[Stored data entries]
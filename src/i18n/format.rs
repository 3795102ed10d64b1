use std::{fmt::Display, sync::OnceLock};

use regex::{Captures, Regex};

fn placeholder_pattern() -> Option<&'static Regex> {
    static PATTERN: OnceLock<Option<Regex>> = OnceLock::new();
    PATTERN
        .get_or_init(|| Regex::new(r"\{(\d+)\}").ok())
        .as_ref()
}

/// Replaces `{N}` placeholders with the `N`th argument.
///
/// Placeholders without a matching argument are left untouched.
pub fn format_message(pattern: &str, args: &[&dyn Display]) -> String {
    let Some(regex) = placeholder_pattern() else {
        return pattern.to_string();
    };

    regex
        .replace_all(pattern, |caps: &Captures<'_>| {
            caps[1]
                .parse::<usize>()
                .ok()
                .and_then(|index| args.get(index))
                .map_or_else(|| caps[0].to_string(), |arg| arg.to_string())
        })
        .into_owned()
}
---
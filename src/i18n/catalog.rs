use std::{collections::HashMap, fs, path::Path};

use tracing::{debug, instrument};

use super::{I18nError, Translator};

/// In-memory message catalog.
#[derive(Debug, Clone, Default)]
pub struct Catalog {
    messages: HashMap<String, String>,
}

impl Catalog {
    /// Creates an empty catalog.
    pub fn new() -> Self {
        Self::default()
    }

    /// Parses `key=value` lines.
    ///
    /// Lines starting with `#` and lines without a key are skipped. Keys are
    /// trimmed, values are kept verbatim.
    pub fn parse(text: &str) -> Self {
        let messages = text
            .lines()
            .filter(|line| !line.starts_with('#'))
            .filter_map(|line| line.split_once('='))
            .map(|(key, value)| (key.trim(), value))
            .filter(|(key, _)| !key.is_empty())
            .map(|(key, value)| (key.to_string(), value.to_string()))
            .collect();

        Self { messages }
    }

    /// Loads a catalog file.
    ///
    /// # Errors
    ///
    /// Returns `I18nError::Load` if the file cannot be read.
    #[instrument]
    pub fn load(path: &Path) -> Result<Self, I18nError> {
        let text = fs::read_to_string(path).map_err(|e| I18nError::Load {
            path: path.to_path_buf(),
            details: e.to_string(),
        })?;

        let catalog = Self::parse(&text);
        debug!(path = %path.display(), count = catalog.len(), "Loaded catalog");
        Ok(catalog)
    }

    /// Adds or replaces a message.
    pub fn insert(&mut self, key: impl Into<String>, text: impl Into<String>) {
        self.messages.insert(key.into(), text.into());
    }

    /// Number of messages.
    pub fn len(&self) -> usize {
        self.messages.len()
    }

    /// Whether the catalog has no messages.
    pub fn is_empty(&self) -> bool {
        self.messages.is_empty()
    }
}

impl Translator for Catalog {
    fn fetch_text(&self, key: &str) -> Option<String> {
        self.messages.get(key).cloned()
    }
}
...
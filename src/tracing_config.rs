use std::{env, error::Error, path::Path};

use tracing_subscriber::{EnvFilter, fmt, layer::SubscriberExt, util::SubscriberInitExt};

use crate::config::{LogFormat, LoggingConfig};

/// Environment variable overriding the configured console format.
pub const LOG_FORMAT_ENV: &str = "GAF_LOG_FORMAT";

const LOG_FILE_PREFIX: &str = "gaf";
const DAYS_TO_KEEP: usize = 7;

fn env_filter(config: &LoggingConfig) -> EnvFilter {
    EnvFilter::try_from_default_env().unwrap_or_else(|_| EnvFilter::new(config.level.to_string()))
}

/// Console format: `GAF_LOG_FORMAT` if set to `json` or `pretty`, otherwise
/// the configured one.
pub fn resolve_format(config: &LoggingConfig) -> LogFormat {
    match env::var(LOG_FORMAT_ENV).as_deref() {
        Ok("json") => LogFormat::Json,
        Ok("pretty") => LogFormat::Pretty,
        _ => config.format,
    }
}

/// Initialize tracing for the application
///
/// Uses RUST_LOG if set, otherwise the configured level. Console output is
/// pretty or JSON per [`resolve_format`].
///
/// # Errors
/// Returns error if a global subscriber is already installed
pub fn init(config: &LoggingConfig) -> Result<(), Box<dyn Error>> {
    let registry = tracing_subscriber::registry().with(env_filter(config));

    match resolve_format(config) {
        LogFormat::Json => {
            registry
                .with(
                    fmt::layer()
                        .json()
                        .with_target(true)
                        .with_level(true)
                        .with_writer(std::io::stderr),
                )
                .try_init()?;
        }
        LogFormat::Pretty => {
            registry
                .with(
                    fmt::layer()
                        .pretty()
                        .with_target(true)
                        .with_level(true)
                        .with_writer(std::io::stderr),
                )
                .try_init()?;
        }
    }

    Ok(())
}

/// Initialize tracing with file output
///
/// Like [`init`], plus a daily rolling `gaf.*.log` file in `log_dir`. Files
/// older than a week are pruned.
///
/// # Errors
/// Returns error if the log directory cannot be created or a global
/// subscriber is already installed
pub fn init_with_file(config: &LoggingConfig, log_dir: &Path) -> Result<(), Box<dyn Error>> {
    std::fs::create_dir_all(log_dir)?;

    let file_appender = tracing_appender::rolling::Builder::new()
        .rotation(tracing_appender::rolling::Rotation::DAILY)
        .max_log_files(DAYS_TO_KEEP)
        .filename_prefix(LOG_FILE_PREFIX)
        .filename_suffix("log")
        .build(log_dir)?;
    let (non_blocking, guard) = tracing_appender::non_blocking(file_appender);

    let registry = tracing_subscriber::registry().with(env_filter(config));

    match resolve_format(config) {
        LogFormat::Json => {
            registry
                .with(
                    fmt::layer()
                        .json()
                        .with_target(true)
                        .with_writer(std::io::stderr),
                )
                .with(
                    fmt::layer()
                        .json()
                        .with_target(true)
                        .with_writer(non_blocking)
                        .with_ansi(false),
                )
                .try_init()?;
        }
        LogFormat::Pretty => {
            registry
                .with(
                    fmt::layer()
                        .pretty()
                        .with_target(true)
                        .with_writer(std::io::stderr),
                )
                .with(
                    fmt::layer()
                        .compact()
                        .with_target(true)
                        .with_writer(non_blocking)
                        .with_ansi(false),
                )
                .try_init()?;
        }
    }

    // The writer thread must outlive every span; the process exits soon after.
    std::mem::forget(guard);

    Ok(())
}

Work instructions:
Please go through the data above and copy each line that has the word "OnceLock".

Response:
use std::{fmt::Display, sync::OnceLock};
    static PATTERN: OnceLock<Option<Regex>> = OnceLock::new();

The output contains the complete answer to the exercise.